«Winnetou» et la liberté artistique
Vivre dans un monde où on veut faire disparaître l’imaginaire au profit du factuel
Dans sa «Poétique», Aristote pointe la différence entre l’historien et l’écrivain. Si le premier se doit de décrire le monde tel qu’il est, le second n’est pas tenu par cet impératif de réalisme et il a le droit d’imaginer. Ceux qui ont fait pression, avec succès malheureusement, sur la maison d’édition allemande «Ravensburger» pour qu’elle retire de la vente les deux albums de «Winnetou» mis sur le marché auraient bien fait de lire Aristote et de faire leur le principe de liberté artistique qu’il prône.
Mais que reproche-t-on à «Winnetou»? De véhiculer des clichés et de dépeindre un monde imaginaire ne correspondant pas à ce qu’ont réellement vécu les Indiens à l’époque de Karl May. Mais n’estce pas le propre de la littérature de nous entraîner dans un monde imaginaire? Et dans la mesure où les caractères présents dans les oeuvres littéraires ne valent pas tant en tant qu’individus, mais en tant qu’incarnation de quelque chose qui les dépasse, on n’échappe pas aux clichés. L’imaginaire et les clichés font d’ailleurs partie de la littérature classique et on se met à trembler en s’imaginant que d’autres éditeurs puissent emboîter le pas à «Ravensburger». On ne rééditera plus «Othello» et «The Merchant of Venice» de Shakespeare, sous prétexte que le premier véhicule des clichés racistes et le second des clichés antisémites. Finies les rééditions du «Faust» de Goethe, car il véhicule des clichés sexistes. Plus de réédition de la «Princesse de Clèves» non plus, car le roman véhicule des clichés sur la fidélité féminine. Et on pourrait rallonger la liste sur des pages et des pages, en y incluant aussi tous les contes de fée dont le psychanalyste Bruno Bettelheim dit le plus grand bien pour le développement personnel de l’enfant.
Nous vivons dans un monde où on veut d’une part faire disparaître l’imaginaire au profit du factuel – les enfants ne liront plus «Winnetou», mais des romans décrivant le massacre des Indiens par les Blancs (mais où on taira les massacres entre tribus indiennes) – et où on veut d’autre part assimiler le factuel à l’imaginaire. Je fais là allusion aux individus qui se disent transgenres et qui veulent imposer leur imaginaire ou ressenti individuel à toute la société. Mais je pense aussi à certains politiciens qui veulent façonner la société selon leur imaginaire politique, sans tenir compte des faits et de ce que Machiavel appelait la «verità effettuale».
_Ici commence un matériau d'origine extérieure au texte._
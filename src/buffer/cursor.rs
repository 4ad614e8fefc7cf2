// src/buffer/cursor.rs

use log::trace;

use super::{Buffer, LineId};
use crate::error::{Error, Result};

/// Cursor movements. Moving past a boundary clamps instead of failing.
#[derive(Debug, Clone, Copy, PartialEq, Eq)]
pub enum Move {
    Up,
    Down,
    Left,
    Right,
    /// Start of the current line.
    First,
    /// End of the current line.
    Last,
    /// First line of the buffer.
    Top,
    /// Last line of the buffer.
    Bottom,
}

/// A position in a `Buffer`: line handle, 0-based line number and rune column.
///
/// Holds `0 <= column <= line.length()` and a line number matching the line's
/// position in the list. If the referenced line is deleted by anything other
/// than an op applied through this cursor, the cursor becomes stale and every
/// operation on it fails with `Error::StaleCursor` until it is repositioned
/// with `jump`.
#[derive(Debug, Clone, Copy, PartialEq, Eq)]
pub struct Cursor {
    line: LineId,
    lineno: usize,
    colno: usize,
}

impl Cursor {
    /// A cursor at the start of the buffer.
    pub fn new(buffer: &Buffer) -> Self {
        Cursor {
            line: buffer.first_line(),
            lineno: 0,
            colno: 0,
        }
    }

    pub fn line(&self) -> LineId {
        self.line
    }

    pub fn lineno(&self) -> usize {
        self.lineno
    }

    pub fn colno(&self) -> usize {
        self.colno
    }

    pub fn move_to(&mut self, buffer: &Buffer, movement: Move) -> Result<()> {
        let line = buffer.line(self.line).ok_or(Error::StaleCursor)?;
        match movement {
            Move::Up => {
                if let Some(prev) = line.prev() {
                    self.lineno = self.lineno.saturating_sub(1);
                    self.line = prev;
                    self.clamp_column(buffer);
                }
            }
            Move::Down => {
                if let Some(next) = line.next() {
                    self.lineno += 1;
                    self.line = next;
                    self.clamp_column(buffer);
                }
            }
            Move::Left => self.colno = self.colno.saturating_sub(1),
            Move::Right => self.colno = (self.colno + 1).min(line.length()),
            Move::First => self.colno = 0,
            Move::Last => self.colno = line.length(),
            Move::Top => {
                self.line = buffer.first_line();
                self.lineno = 0;
                self.clamp_column(buffer);
            }
            Move::Bottom => {
                let last = buffer.line_count() - 1;
                if let Some(id) = buffer.line_at(last) {
                    self.line = id;
                    self.lineno = last;
                    self.clamp_column(buffer);
                }
            }
        }
        trace!(
            "Cursor: {:?} -> line {} column {}",
            movement,
            self.lineno,
            self.colno
        );
        Ok(())
    }

    /// Places the cursor at `lineno`/`colno`, clamped to the buffer. Works on
    /// a stale cursor.
    pub fn jump(&mut self, buffer: &Buffer, lineno: usize, colno: usize) {
        let lineno = lineno.min(buffer.line_count() - 1);
        if let Some(id) = buffer.line_at(lineno) {
            self.line = id;
            self.lineno = lineno;
            self.colno = colno;
            self.clamp_column(buffer);
        }
    }

    /// Checks the cursor against the buffer. Walks the list.
    pub fn validate(&self, buffer: &Buffer) -> Result<()> {
        let line = buffer.line(self.line).ok_or(Error::StaleCursor)?;
        if self.colno > line.length() {
            return Err(Error::InvariantViolation(format!(
                "cursor column {} beyond line length {}",
                self.colno,
                line.length()
            )));
        }
        if buffer.line_at(self.lineno) != Some(self.line) {
            return Err(Error::InvariantViolation(format!(
                "cursor line number {} does not match its line",
                self.lineno
            )));
        }
        Ok(())
    }

    pub(crate) fn set(&mut self, line: LineId, lineno: usize, colno: usize) {
        self.line = line;
        self.lineno = lineno;
        self.colno = colno;
    }

    fn clamp_column(&mut self, buffer: &Buffer) {
        let length = buffer.line(self.line).map_or(0, |line| line.length());
        self.colno = self.colno.min(length);
    }
}
// src/events/resize.rs

use std::os::unix::io::RawFd;

use log::{debug, warn};
use signal_hook::consts::SIGWINCH;
use signal_hook::iterator::Signals;

use super::bus::EventBus;
use crate::error::Error;
use crate::input::InputEvent;
use crate::terminal::terminal_size;

/// Watches SIGWINCH and pushes `Resize` with the geometry of `fd` on each
/// delivery. Signals arriving in a burst may be coalesced into one event.
///
/// The handler is registered before this returns, so a resize signalled right
/// after the call is not missed.
pub fn spawn_resize_watcher(bus: &mut EventBus, fd: RawFd) -> anyhow::Result<()> {
    let mut signals =
        Signals::new([SIGWINCH]).map_err(|e| Error::device("registering SIGWINCH", e))?;
    let handle = signals.handle();

    bus.spawn_producer_with_stop(
        "resize-watcher",
        move |tx| {
            for _ in signals.forever() {
                let (cols, rows) = match terminal_size(fd) {
                    Ok(size) => size,
                    Err(e) => {
                        warn!("ResizeWatcher: {}", e);
                        continue;
                    }
                };
                debug!("ResizeWatcher: terminal is now {}x{}.", cols, rows);
                if tx.send(InputEvent::Resize { cols, rows }).is_err() {
                    break;
                }
            }
            Ok(())
        },
        move || handle.close(),
    )
}
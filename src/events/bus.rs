// src/events/bus.rs

//! Bounded, closable event stream with many producers and one consumer.
//!
//! Each producer runs on its own named thread and pushes through a
//! `BusSender`. Closing the bus raises a shared flag, runs the producers' stop
//! hooks, drops the receiving end so senders blocked on a full queue wake up
//! with an error, and finally joins every producer thread.

use std::sync::atomic::{AtomicBool, Ordering};
use std::sync::mpsc::{self, Receiver, RecvTimeoutError, SyncSender};
use std::sync::Arc;
use std::thread::{self, JoinHandle};
use std::time::Duration;

use anyhow::Context;
use log::{debug, error, info, trace, warn};
use thiserror::Error;

use crate::input::InputEvent;

/// Returned by `BusSender::send` once the bus no longer accepts events.
#[derive(Debug, Clone, Copy, PartialEq, Eq, Error)]
#[error("event bus is closed")]
pub struct BusClosed;

/// Producer handle onto the bus.
#[derive(Debug, Clone)]
pub struct BusSender {
    tx: SyncSender<InputEvent>,
    closed: Arc<AtomicBool>,
}

impl BusSender {
    /// Blocks while the queue is full. Fails once the bus is closed, including
    /// when the close happens while blocked.
    pub fn send(&self, event: InputEvent) -> Result<(), BusClosed> {
        if self.is_closed() {
            return Err(BusClosed);
        }
        self.tx.send(event).map_err(|_| BusClosed)
    }

    pub fn is_closed(&self) -> bool {
        self.closed.load(Ordering::Acquire)
    }
}

type StopHook = Box<dyn FnOnce() + Send>;

struct Producer {
    name: String,
    handle: Option<JoinHandle<()>>,
    stop: Option<StopHook>,
}

pub struct EventBus {
    tx: Option<SyncSender<InputEvent>>,
    rx: Option<Receiver<InputEvent>>,
    closed: Arc<AtomicBool>,
    producers: Vec<Producer>,
}

impl EventBus {
    /// A bus queueing at most `capacity` undelivered events (at least one).
    pub fn new(capacity: usize) -> Self {
        let (tx, rx) = mpsc::sync_channel(capacity.max(1));
        debug!("EventBus: created with capacity {}.", capacity.max(1));
        EventBus {
            tx: Some(tx),
            rx: Some(rx),
            closed: Arc::new(AtomicBool::new(false)),
            producers: Vec::new(),
        }
    }

    /// A sender for producers that are not threads owned by the bus.
    ///
    /// `recv` only reports the end of the stream once every sender is gone.
    pub fn sender(&self) -> Option<BusSender> {
        self.tx.as_ref().map(|tx| BusSender {
            tx: tx.clone(),
            closed: Arc::clone(&self.closed),
        })
    }

    /// Runs `body` on a new thread named `name`. The body should return once
    /// a send fails or `BusSender::is_closed` turns true.
    pub fn spawn_producer<F>(&mut self, name: &str, body: F) -> anyhow::Result<()>
    where
        F: FnOnce(BusSender) -> anyhow::Result<()> + Send + 'static,
    {
        self.spawn(name, body, None)
    }

    /// Like `spawn_producer`, for bodies that block on something other than
    /// the bus. `stop` is called on close, before the thread is joined, and
    /// must unblock the body.
    pub fn spawn_producer_with_stop<F, S>(
        &mut self,
        name: &str,
        body: F,
        stop: S,
    ) -> anyhow::Result<()>
    where
        F: FnOnce(BusSender) -> anyhow::Result<()> + Send + 'static,
        S: FnOnce() + Send + 'static,
    {
        self.spawn(name, body, Some(Box::new(stop)))
    }

    fn spawn<F>(&mut self, name: &str, body: F, stop: Option<StopHook>) -> anyhow::Result<()>
    where
        F: FnOnce(BusSender) -> anyhow::Result<()> + Send + 'static,
    {
        let sender = self
            .sender()
            .with_context(|| {
                format!(
                    "EventBus: cannot start '{}' once the bus is receiving or closed",
                    name
                )
            })?;

        let thread_name = name.to_string();
        let handle = thread::Builder::new()
            .name(name.to_string())
            .spawn(move || {
                if let Err(e) = body(sender) {
                    error!("EventBus: producer '{}' failed: {:#}", thread_name, e);
                }
                debug!("EventBus: producer '{}' exited.", thread_name);
            })
            .with_context(|| format!("Failed to spawn producer thread '{}'", name))?;

        info!("EventBus: producer '{}' started.", name);
        self.producers.push(Producer {
            name: name.to_string(),
            handle: Some(handle),
            stop,
        });
        Ok(())
    }

    /// Next event, blocking. `None` once the bus is closed or every producer
    /// has exited and the queue is drained.
    pub fn recv(&mut self) -> Option<InputEvent> {
        // Only producers keep the stream alive from here on.
        self.tx = None;
        let event = self.rx.as_ref()?.recv().ok();
        if let Some(ref event) = event {
            trace!("EventBus: delivering {:?}", event);
        }
        event
    }

    /// Like `recv`, giving up after `timeout`.
    pub fn recv_timeout(&mut self, timeout: Duration) -> Result<InputEvent, RecvTimeoutError> {
        self.tx = None;
        match self.rx.as_ref() {
            Some(rx) => rx.recv_timeout(timeout),
            None => Err(RecvTimeoutError::Disconnected),
        }
    }

    pub fn is_closed(&self) -> bool {
        self.closed.load(Ordering::Acquire)
    }

    /// Stops every producer and waits for their threads. Idempotent.
    pub fn close(&mut self) {
        if !self.closed.swap(true, Ordering::AcqRel) {
            debug!(
                "EventBus: closing, stopping {} producers.",
                self.producers.len()
            );
        }

        for producer in &mut self.producers {
            if let Some(stop) = producer.stop.take() {
                trace!("EventBus: running stop hook of '{}'.", producer.name);
                stop();
            }
        }

        self.tx = None;
        self.rx = None;

        for mut producer in self.producers.drain(..) {
            if let Some(handle) = producer.handle.take() {
                if handle.join().is_err() {
                    warn!("EventBus: producer '{}' panicked.", producer.name);
                }
            }
        }
    }
}

impl Drop for EventBus {
    fn drop(&mut self) {
        self.close();
    }
}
Laissons aux écrivains le monde de l’imaginaire et laissons-les s’y mouvoir librement. Et incitons les historiens à traquer tous les faits et à restituer le monde du réel dans sa totalité. Et nous, qui lisons les uns et les autres, sachons faire la différence entre les deux mondes. Si je veux parfois m’évader du monde réel et m’imaginer ce qu’aurait pu être l’Amérique, je lis Karl May, si je veux confronter le monde réel, je lis les travaux universitaires de D. E. Stannard, J. Welch, D. Treuer, W. Churchill, et autres.